However, alternative pathways may contribute to plant cell labeling; for example, the direct internalization of lipids from the plasma membrane to the endoplasmic reticulum (ER) has been shown for soybean cells (Grabski et al., 1993), but the extent of this activity for specific lipids or fluorescent lipid analogs is unclear. We observed little evidence of the direct delivery of FM1-43 from the plasma membrane to the ER, based on the morphology and dynamics of the labeled compartments and the temperature sensitivity of dye uptake. Even after long-term chase after cell labeling (16 to 48 hr), FM1-43 was found only in the vacuole, and there was no evidence of ER staining in intact cells. Although it has been demonstrated that fluorescent analogs of phosphatidylcholine or phosphatidylethanolamine are transported from the yeast plasma membrane by a nonendocytic transbilayer mechanism to internal organelles, FM4-64, a dye closely related to FM1-43, enters yeast by an endocytic mechanism requiring increased temperature (Grant et al., 2001). This indicates that members of the FM family of dyes are not taken up by a nonendocytic pathway and so are not available for delivery to the ER from the plasma membrane via the cytoplasm. In addition, FM1-43 has a positive electric charge that prevents it from crossing the membrane, so it remains partitioned in the outer lipid leaflet of the animal cell plasma membrane (Sulzer and Holtzman, 1989; Schote and Seelig, 1998). Thus, we speculate that FM1-43 does not enter plant cells via the nonendocytic pathway observed for the phosphatidylcholine analog (Grabski et al., 1993) but serves as a marker for temperature-dependent membrane internalization from the plasma membrane via vesicle traffic, as is well established for FM4-64 in yeast (Vida and Emr, 1995).

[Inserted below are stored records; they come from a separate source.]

//! Loading of meshes, textures and the skybox from the asset directory.
//!
//! All paths are relative to an asset root (see [`crate::config::AssetConfig`]).
//! The build script copies the bundled `assets/` folder into `OUT_DIR`, which
//! serves as the fallback root.

use std::path::{Path, PathBuf};

use anyhow::Context as _;

pub mod mesh;
pub mod texture;

/// The bundled assets as copied by the build script.
pub fn bundled_assets() -> PathBuf {
    Path::new(env!("OUT_DIR")).join("assets")
}

/// Use `root` if it exists, otherwise fall back to the bundled assets.
pub fn resolve_root(root: &Path) -> PathBuf {
    if root.is_dir() {
        root.to_path_buf()
    } else {
        let bundled = bundled_assets();
        log::warn!(
            "Asset root {} not found, using {}",
            root.display(),
            bundled.display()
        );
        bundled
    }
}

pub async fn load_string(root: &Path, file_name: &str) -> anyhow::Result<String> {
    let path = root.join(file_name);
    let txt = tokio::fs::read_to_string(&path)
        .await
        .with_context(|| format!("could not read {}", path.display()))?;
    Ok(txt)
}

pub async fn load_binary(root: &Path, file_name: &str) -> anyhow::Result<Vec<u8>> {
    let path = root.join(file_name);
    let data = tokio::fs::read(&path)
        .await
        .with_context(|| format!("could not read {}", path.display()))?;
    Ok(data)
}

/// File extension of `file_name`, used as a decoding hint.
pub(crate) fn extension(file_name: &str) -> Option<&str> {
    Path::new(file_name).extension().and_then(|ext| ext.to_str())
}

#[cfg(test)]
mod tests {
    use super::*;

    #[test]
    fn extension_hint() {
        assert_eq!(extension("Town-skybox/grass1.bmp"), Some("bmp"));
        assert_eq!(extension("cube.obj"), Some("obj"));
        assert_eq!(extension("README"), None);
    }

    #[test]
    fn missing_root_falls_back_to_bundled_assets() {
        let bundled = resolve_root(Path::new("/nonexistent-foxhole"));
        assert_eq!(bundled, bundled_assets());
        assert!(bundled.join("cube.obj").is_file());

        let manifest = Path::new(env!("CARGO_MANIFEST_DIR"));
        assert_eq!(resolve_root(manifest), manifest);
    }

    #[tokio::test]
    async fn missing_files_report_their_path() {
        let err = load_binary(Path::new("/nonexistent-foxhole"), "nope.bmp")
            .await
            .unwrap_err();
        assert!(format!("{err}").contains("nope.bmp"), "{err}");
    }

    #[tokio::test]
    async fn reads_files_relative_to_the_root() {
        let root = std::env::temp_dir().join(format!("foxhole-resources-{}", std::process::id()));
        tokio::fs::create_dir_all(&root).await.unwrap();
        tokio::fs::write(root.join("hello.txt"), "hi").await.unwrap();
        assert_eq!(load_string(&root, "hello.txt").await.unwrap(), "hi");
        assert_eq!(load_binary(&root, "hello.txt").await.unwrap(), b"hi");
        tokio::fs::remove_dir_all(&root).await.unwrap();
    }
}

Recently, a biochemical marker for receptor-mediated endocytosis was developed for rice suspension cells based on the specific binding and internalization of biotin-labeled proteins (Bahaji et al., 2001). FM1-43 has some advantages over protein markers in that it is a membrane marker whose uptake can be both imaged and easily quantified in living intact cells. We propose that FM1-43 will complement studies on receptor-mediated endocytosis by providing a marker for the default pathway of membrane endocytosis.

Interestingly, Belanger and Quatrano (2000a) analyzed the distribution and uptake of FM4-64 in fertilized Fucus zygotes. It was demonstrated that FM4-64 can be delivered to perinuclear endomembrane organelles that may include the vacuole, Golgi, or ER, and then to the newly forming cell plate. They proposed that the initial uptake of FM4-64 is mediated by endocytosis at the plasma membrane, from which label is trafficked to the perinuclear region. We believe that this finding supports our proposal that FM1-43 is endocytosed into plant cells under our conditions, but we speculate that the membrane traffic pathways in BY-2 cells are dissimilar to those in Fucus zygotes and that membrane trafficking is specialized along the developmental pathways required for zygote development.

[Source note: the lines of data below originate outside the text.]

//! Client API stream (`unn-api`, §4.5) — a JSON request/response stream
//! independent of any interactive session, used by tooling and by the
//! `unn://` client-side URL scheme to query the registry without
//! attaching a full Person.

use crate::broker::{mint_person_id, Broker};
use std::sync::Arc;
use std::time::{SystemTime, UNIX_EPOCH};
use unn_core::fingerprint::PublicKeyFingerprint;
use unn_core::identity::{IdentityRegistry, PlatformInfo};
use unn_core::messages::{
    ApiRequest, ApiResponse, PreparePunchRequest, PunchOfferPayload, UserRegisterRequest,
    UserRegisterResponse, UserStatusRequest,
};
use unn_core::room::RoomRegistry;

pub struct ApiSession {
    identities: IdentityRegistry,
    rooms: RoomRegistry,
    broker: Arc<Broker>,
    fingerprint: PublicKeyFingerprint,
}

impl ApiSession {
    pub fn new(
        identities: IdentityRegistry,
        rooms: RoomRegistry,
        broker: Arc<Broker>,
        fingerprint: PublicKeyFingerprint,
    ) -> Self {
        Self { identities, rooms, broker, fingerprint }
    }

    pub async fn handle(&self, req: ApiRequest) -> ApiResponse {
        match req {
            ApiRequest::RoomList => ApiResponse::RoomList(self.rooms.room_list()),
            ApiRequest::UserStatus(req) => self.handle_user_status(req),
            ApiRequest::UserRegister(req) => self.handle_user_register(req),
            ApiRequest::PreparePunch(req) => self.handle_prepare_punch(req).await,
            ApiRequest::Unknown { tag, .. } => {
                ApiResponse::error(format!("unrecognized request type '{tag}'"))
            }
        }
    }

    fn handle_user_status(&self, req: UserStatusRequest) -> ApiResponse {
        let status = self
            .identities
            .get_status(&self.fingerprint, req.username.as_deref());
        ApiResponse::UserStatus(status)
    }

    fn handle_user_register(&self, req: UserRegisterRequest) -> ApiResponse {
        let Some(platform_info) = PlatformInfo::parse(&req.platform_info) else {
            return ApiResponse::error("invalid platform_info");
        };
        match self
            .identities
            .register(&self.fingerprint, &req.unn_username, platform_info)
        {
            Ok(()) => ApiResponse::UserRegister(UserRegisterResponse {
                status: "registered".to_string(),
                username: req.unn_username,
            }),
            Err(e) => ApiResponse::error(e.to_string()),
        }
    }

    async fn handle_prepare_punch(&self, req: PreparePunchRequest) -> ApiResponse {
        let Some(control_tx) = self.rooms.control_sender(&req.room_name) else {
            return ApiResponse::error(format!("room '{}' is not currently live", req.room_name));
        };

        let now = SystemTime::now()
            .duration_since(UNIX_EPOCH)
            .map(|d| d.as_millis())
            .unwrap_or_default();
        let person_id = mint_person_id(now, &req.client_peer_id);

        let offer = unn_core::messages::OperatorMessage::PunchOffer(PunchOfferPayload {
            person_id: person_id.clone(),
            candidates: req.client_candidates,
            person_key: self.fingerprint.to_string(),
            display_name: req.client_peer_id.clone(),
            username: req.client_peer_id,
        });
        if control_tx.send(offer).is_err() {
            return ApiResponse::error(format!("room '{}' is not currently live", req.room_name));
        }

        match self.broker.await_punch_answer(person_id).await {
            Ok(_) => ApiResponse::PreparePunch(unn_core::messages::PreparePunchResponse {
                status: "punch_coordinated".to_string(),
            }),
            Err(_) => ApiResponse::error("timed out waiting for room operator"),
        }
    }
}

#[cfg(test)]
mod tests {
    use super::*;
    use std::path::PathBuf;

    fn fp(s: &str) -> PublicKeyFingerprint {
        PublicKeyFingerprint::from_hex(s)
    }

    fn tmp() -> PathBuf {
        std::env::temp_dir().join(format!("unn-api-test-{}", rand::random::<u64>()))
    }

    #[tokio::test]
    async fn user_status_reports_unverified_for_unknown_fingerprint() {
        let session = ApiSession::new(
            IdentityRegistry::load(tmp()),
            RoomRegistry::load(tmp()),
            Arc::new(Broker::new()),
            fp("f1"),
        );
        let resp = session
            .handle(ApiRequest::UserStatus(UserStatusRequest { username: None }))
            .await;
        match resp {
            ApiResponse::UserStatus(s) => assert!(!s.verified),
            _ => panic!("expected UserStatus"),
        }
    }

    #[tokio::test]
    async fn user_register_then_status_reflects_registration() {
        let identities = IdentityRegistry::load(tmp());
        let session = ApiSession::new(
            identities.clone(),
            RoomRegistry::load(tmp()),
            Arc::new(Broker::new()),
            fp("f1"),
        );
        let resp = session
            .handle(ApiRequest::UserRegister(UserRegisterRequest {
                unn_username: "alice".to_string(),
                platform_info: "alice@github".to_string(),
            }))
            .await;
        assert!(matches!(resp, ApiResponse::UserRegister(_)));
        let status = identities.get_status(&fp("f1"), None);
        assert_eq!(status.username.as_deref(), Some("alice"));
    }

    #[tokio::test]
    async fn prepare_punch_against_offline_room_errors() {
        let session = ApiSession::new(
            IdentityRegistry::load(tmp()),
            RoomRegistry::load(tmp()),
            Arc::new(Broker::new()),
            fp("f1"),
        );
        let resp = session
            .handle(ApiRequest::PreparePunch(PreparePunchRequest {
                room_name: "ghost-room".to_string(),
                client_peer_id: "peer1".to_string(),
                client_candidates: vec![],
            }))
            .await;
        assert!(matches!(resp, ApiResponse::Error(_)));
    }
}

A feature of FM1-43 as an endocytosis marker is that it can be used with intact plant cells, in which it crosses the cell wall and implants into the plasma membrane. This permits analysis and imaging of the effects of pharmacological agents and plant signaling compounds on a defined stage of membrane traffic. BFA strongly stimulated temperature-dependent endocytosis of the marker, whereas wortmannin acted as an inhibitor. BFA stimulated endocytosis in BY-2 cells at 50 to 100 μg/mL, a concentration that is within the range used for plants and plant suspension cells (Satiat-Jeunemaitre and Hawes, 1992; Gomez and Chrispeels, 1993; Boevink et al., 1998; Wee et al., 1998; Mullen et al., 1999). Interestingly, Belanger and Quatrano (2000a) demonstrated that although BFA inhibited the asymmetric growth of Fucus zygotes and the formation of the cell plate, uptake of FM4-64 continued but labeled membrane was not delivered to the perinuclear region.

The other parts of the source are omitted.